2008-21

TROCHĘ TECHNOLOGII

część czwarta

Pora na kontynuację cyklu zaczętego przeszło rok temu. Dużo miejsca poświęciłem w nim kwestiom współczesnej techniki wykonywania stempli, mniejszą uwagę przykładając do samego procesu bicia monet. Postaram się teraz uzupełnić te braki.

Od prapoczątków swojego istnienia monety nosiły cechy wyrobu masowego. Niejako z definicji wymagano by monety o identycznym „nominale”, wyemitowane w określonym miejscu i czasie, wyglądały jednakowo (w granicach rozsądku i możliwości). Dlatego od samego początku do ich wyrobu stosowano dwie techniki zapewniające wymaganą jednorodność – odlewanie oraz bicie (tłoczenie).

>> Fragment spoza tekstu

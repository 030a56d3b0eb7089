//! Streamable HTTP transport for MCP servers
//!
//! Serves an [`McpServer`] (or any service over [`ServerRequest`]) on a
//! single endpoint:
//!
//! - `POST /` carries one JSON-RPC payload. `initialize` creates a session
//!   and returns its id in the `Mcp-Session-Id` header; every other payload
//!   must carry that header.
//! - `DELETE /` ends the session named by the header.
//! - `GET /sse` and `POST /messages?session_id=...` implement the legacy SSE
//!   binding: the stream's first `endpoint` event names the URL to post to,
//!   and replies arrive as `message` events.
//!
//! # Example
//!
//! ```rust,no_run
//! use mcp_conduit::McpServer;
//! use mcp_conduit::transport::HttpTransport;
//! use std::time::Duration;
//!
//! #[tokio::main]
//! async fn main() -> Result<(), Box<dyn std::error::Error>> {
//!     let server = McpServer::new("my-server", "1.0.0");
//!
//!     let transport = HttpTransport::new(server).session_ttl(Duration::from_secs(60 * 60));
//!
//!     // Run on localhost:3000
//!     transport.serve("127.0.0.1:3000").await?;
//!     Ok(())
//! }
//! ```

use std::collections::HashMap;
use std::convert::Infallible;
use std::sync::{Arc, Mutex, Weak};
use std::time::Duration;

use axum::{
    Json, Router,
    extract::{Query, State},
    http::{HeaderMap, HeaderValue, StatusCode},
    response::{IntoResponse, Response, Sse, sse::Event, sse::KeepAlive},
    routing::{get, post},
};
use serde::Deserialize;
use serde_json::Value;
use tokio::sync::mpsc;
use tokio_stream::StreamExt;
use tokio_stream::wrappers::ReceiverStream;
use tower_service::Service;

use super::{DEFAULT_CHANNEL_CAPACITY, MCP_PROTOCOL_VERSION_HEADER, MCP_SESSION_ID_HEADER};
use crate::batch::BatchProcessor;
use crate::error::{Error, Result};
use crate::jsonrpc::{JsonRpcService, parse_error_reply};
use crate::protocol::{SUPPORTED_PROTOCOL_VERSIONS, methods, requires_version_header};
use crate::server::{McpServer, ServerRequest, ServerResponse};
use crate::session::SessionRegistry;

/// Default session TTL: 30 minutes
pub const DEFAULT_SESSION_TTL: Duration = Duration::from_secs(30 * 60);

/// SSE event type for JSON-RPC messages
const SSE_MESSAGE_EVENT: &str = "message";

/// SSE event type announcing the message endpoint
const SSE_ENDPOINT_EVENT: &str = "endpoint";

/// Shared state for the HTTP transport
struct AppState<S> {
    inner: S,
    service: JsonRpcService<S>,
    sessions: Arc<SessionRegistry>,
    legacy: Mutex<HashMap<String, LegacyConnection<S>>>,
}

/// One open legacy SSE stream. Each has its own connection state, like a
/// stdio connection.
struct LegacyConnection<S> {
    service: JsonRpcService<S>,
    events: mpsc::Sender<Value>,
}

impl<S: Clone> Clone for LegacyConnection<S> {
    fn clone(&self) -> Self {
        Self {
            service: self.service.clone(),
            events: self.events.clone(),
        }
    }
}

impl<S> AppState<S> {
    fn legacy_connection(&self, id: &str) -> Option<LegacyConnection<S>>
    where
        S: Clone,
    {
        self.lock_legacy().get(id).cloned()
    }

    fn lock_legacy(&self) -> std::sync::MutexGuard<'_, HashMap<String, LegacyConnection<S>>> {
        self.legacy.lock().unwrap_or_else(|e| e.into_inner())
    }
}

/// Removes a legacy connection when its event stream is dropped.
struct LegacyGuard<S> {
    id: String,
    state: Arc<AppState<S>>,
}

impl<S> Drop for LegacyGuard<S> {
    fn drop(&mut self) {
        self.state.lock_legacy().remove(&self.id);
        tracing::debug!(connection = %self.id, "Legacy SSE stream closed");
    }
}

/// HTTP transport for MCP servers
///
/// Sessions idle for longer than the TTL are removed by a background sweep
/// that runs at half the TTL (at least once a second).
pub struct HttpTransport<S = McpServer> {
    service: S,
    sessions: Arc<SessionRegistry>,
    session_ttl: Duration,
}

impl HttpTransport<McpServer> {
    /// Create a new HTTP transport serving `server` and its session registry
    pub fn new(server: McpServer) -> Self {
        let sessions = server.sessions().clone();
        Self::with_sessions(server, sessions)
    }
}

impl<S> HttpTransport<S>
where
    S: Service<ServerRequest, Response = ServerResponse, Error = Infallible>
        + Clone
        + Send
        + Sync
        + 'static,
    S::Future: Send,
{
    /// Serve an arbitrary service, typically an [`McpServer`] wrapped in
    /// middleware, validating sessions against `sessions`.
    pub fn with_sessions(service: S, sessions: Arc<SessionRegistry>) -> Self {
        Self {
            service,
            sessions,
            session_ttl: DEFAULT_SESSION_TTL,
        }
    }

    /// Set the session time-to-live
    pub fn session_ttl(mut self, ttl: Duration) -> Self {
        self.session_ttl = ttl;
        self
    }

    pub fn sessions(&self) -> &Arc<SessionRegistry> {
        &self.sessions
    }

    /// Build the axum router for this transport
    ///
    /// This also starts the background session sweep, which stops once the
    /// router is dropped.
    pub fn into_router(self) -> Router {
        let state = Arc::new(AppState {
            inner: self.service.clone(),
            service: JsonRpcService::new(self.service),
            sessions: self.sessions,
            legacy: Mutex::new(HashMap::new()),
        });

        spawn_sweeper(Arc::downgrade(&state), self.session_ttl);

        Router::new()
            .route("/", post(handle_post::<S>).delete(handle_delete::<S>))
            .route("/sse", get(handle_sse::<S>))
            .route("/messages", post(handle_legacy_post::<S>))
            .with_state(state)
    }

    /// Serve the transport on the given address
    pub async fn serve(self, addr: &str) -> Result<()> {
        let listener = tokio::net::TcpListener::bind(addr)
            .await
            .map_err(|e| Error::Transport(format!("Failed to bind to {}: {}", addr, e)))?;

        tracing::info!("MCP HTTP transport listening on {}", addr);

        axum::serve(listener, self.into_router())
            .await
            .map_err(|e| Error::Transport(format!("Server error: {}", e)))?;

        Ok(())
    }
}

fn spawn_sweeper<S: Send + Sync + 'static>(state: Weak<AppState<S>>, ttl: Duration) {
    let period = (ttl / 2).max(Duration::from_secs(1));
    tokio::spawn(async move {
        let mut interval = tokio::time::interval(period);
        interval.tick().await;
        loop {
            interval.tick().await;
            let Some(state) = state.upgrade() else {
                break;
            };
            state.sessions.sweep(ttl).await;
        }
    });
}

fn header_str(headers: &HeaderMap, name: &str) -> Option<String> {
    headers
        .get(name)
        .and_then(|v| v.to_str().ok())
        .map(str::to_string)
}

fn is_initialize_request(payload: &Value) -> bool {
    payload.get("method").and_then(Value::as_str) == Some(methods::INITIALIZE)
}

fn reply_response(reply: Option<Value>) -> Response {
    match reply {
        Some(reply) => Json(reply).into_response(),
        None => StatusCode::ACCEPTED.into_response(),
    }
}

/// Handle POST requests (JSON-RPC messages from client)
async fn handle_post<S>(
    State(state): State<Arc<AppState<S>>>,
    headers: HeaderMap,
    body: String,
) -> Response
where
    S: Service<ServerRequest, Response = ServerResponse, Error = Infallible>
        + Clone
        + Send
        + Sync
        + 'static,
    S::Future: Send,
{
    let payload: Value = match serde_json::from_str(&body) {
        Ok(payload) => payload,
        Err(e) => return Json(parse_error_reply(e)).into_response(),
    };

    if is_initialize_request(&payload) {
        let dispatched = state
            .service
            .dispatch(&BatchProcessor::default(), None, payload)
            .await;
        let mut response = reply_response(dispatched.reply);
        if let Some((session_id, _)) = dispatched.created_session
            && let Ok(value) = HeaderValue::from_str(&session_id)
        {
            response.headers_mut().insert(MCP_SESSION_ID_HEADER, value);
        }
        return response;
    }

    let Some(session_id) = header_str(&headers, MCP_SESSION_ID_HEADER) else {
        return (StatusCode::BAD_REQUEST, "Missing Mcp-Session-Id header").into_response();
    };
    let Some(session) = state.sessions.get(&session_id).await else {
        return (StatusCode::NOT_FOUND, "Session not found or expired").into_response();
    };

    match header_str(&headers, MCP_PROTOCOL_VERSION_HEADER) {
        Some(version) if !SUPPORTED_PROTOCOL_VERSIONS.contains(&version.as_str()) => {
            return (
                StatusCode::BAD_REQUEST,
                format!("Unsupported protocol version: {}", version),
            )
                .into_response();
        }
        None if requires_version_header(&session.protocol_version) => {
            return (
                StatusCode::BAD_REQUEST,
                "Missing MCP-Protocol-Version header",
            )
                .into_response();
        }
        _ => {}
    }

    let processor = BatchProcessor::new(Some(session.protocol_version));
    let dispatched = state
        .service
        .dispatch(&processor, Some(session_id), payload)
        .await;
    reply_response(dispatched.reply)
}

/// Handle DELETE requests (session termination)
async fn handle_delete<S>(State(state): State<Arc<AppState<S>>>, headers: HeaderMap) -> Response {
    let Some(session_id) = header_str(&headers, MCP_SESSION_ID_HEADER) else {
        return (StatusCode::BAD_REQUEST, "Missing Mcp-Session-Id header").into_response();
    };

    if state.sessions.delete(&session_id).await {
        tracing::info!(session_id = %session_id, "Session terminated");
        StatusCode::OK.into_response()
    } else {
        (StatusCode::NOT_FOUND, "Session not found").into_response()
    }
}

/// Open a legacy SSE stream
async fn handle_sse<S>(State(state): State<Arc<AppState<S>>>) -> Response
where
    S: Service<ServerRequest, Response = ServerResponse, Error = Infallible>
        + Clone
        + Send
        + Sync
        + 'static,
    S::Future: Send,
{
    let id = uuid::Uuid::new_v4().to_string();
    let (events, rx) = mpsc::channel::<Value>(DEFAULT_CHANNEL_CAPACITY);
    state.lock_legacy().insert(
        id.clone(),
        LegacyConnection {
            service: JsonRpcService::new(state.inner.clone()),
            events,
        },
    );
    tracing::info!(connection = %id, "Legacy SSE stream opened");

    let endpoint = Event::default()
        .event(SSE_ENDPOINT_EVENT)
        .data(format!("/messages?session_id={}", id));
    let guard = LegacyGuard {
        id,
        state: state.clone(),
    };
    let messages = ReceiverStream::new(rx).map(move |message| {
        let _connection = &guard;
        Ok::<_, Infallible>(
            Event::default()
                .event(SSE_MESSAGE_EVENT)
                .data(message.to_string()),
        )
    });
    let stream = tokio_stream::once(Ok::<_, Infallible>(endpoint)).chain(messages);

    Sse::new(stream)
        .keep_alive(KeepAlive::new().interval(Duration::from_secs(30)))
        .into_response()
}

#[derive(Debug, Deserialize)]
struct MessagesQuery {
    session_id: String,
}

/// Accept a message for a legacy SSE stream; the reply goes out on the stream
async fn handle_legacy_post<S>(
    State(state): State<Arc<AppState<S>>>,
    Query(query): Query<MessagesQuery>,
    body: String,
) -> Response
where
    S: Service<ServerRequest, Response = ServerResponse, Error = Infallible>
        + Clone
        + Send
        + Sync
        + 'static,
    S::Future: Send,
{
    let Some(connection) = state.legacy_connection(&query.session_id) else {
        return (StatusCode::NOT_FOUND, "Unknown SSE connection").into_response();
    };

    let payload: Value = match serde_json::from_str(&body) {
        Ok(payload) => payload,
        Err(e) => {
            let _ = connection.events.send(parse_error_reply(e)).await;
            return StatusCode::ACCEPTED.into_response();
        }
    };

    tokio::spawn(async move {
        if let Some(reply) = connection.service.call_payload(payload).await
            && connection.events.send(reply).await.is_err()
        {
            tracing::debug!("Legacy SSE stream gone, dropping reply");
        }
    });
    StatusCode::ACCEPTED.into_response()
}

Odlew, jako metodę podstawową zastosowano na Dalekim Wschodzie. To zagadnienie omówiłem częściowo w artykule z roku 2004. Teraz dodam tylko, że powtarzalność rysunku uzyskiwano na etapie wykonywania form odlewniczych dzięki stosowaniu pozytywowego stempla.

W Europie (a właściwie w kręgu kultury śródziemnomorskiej) przyjęła się odmienna technika. Też używano stempli, ale używano ich bezpośrednio do wykonywania monet. Rodziło to wiele trudności, bo i przed wieloma, wieloma stuleciami, i teraz, przeniesienie rysunku ze stempli na krążek wymaga użycia wielkich sił. Konieczny jest więc kompromis: moneta musi być trwała (a więc twarda), ale stempel musi być twardszy. Stempel musi być twardy, ale nie nazbyt twardy, bo wtedy będzie kruchy i będzie pękał. W niemowlęcym okresie europejskiego mennictwa najtwardszym metalem, który umiano precyzyjnie obrabiać był brąz – stop zawierający około 90% miedzi i 10% cyny (starożytni Egipcjanie łączyli 91% miedzi z 9% cyny). Materiałem na monety w tym okresie były metale szlachetne, złoto i srebro – obydwa „miększe” od brązu. Monety antycznej Grecji zachwycają nas dziś wysokim, bardzo plastycznym reliefem. Jak to możliwe, żeby uzyskać taki efekt przy stosunkowo niewielkiej różnicy twardości brązu i srebra? Starożytni wiedzieli, że w wysokiej temperaturze metal staje się bardziej plastyczny. Bili monety, kładąc między stemple mocno rozgrzane kawałki metalu.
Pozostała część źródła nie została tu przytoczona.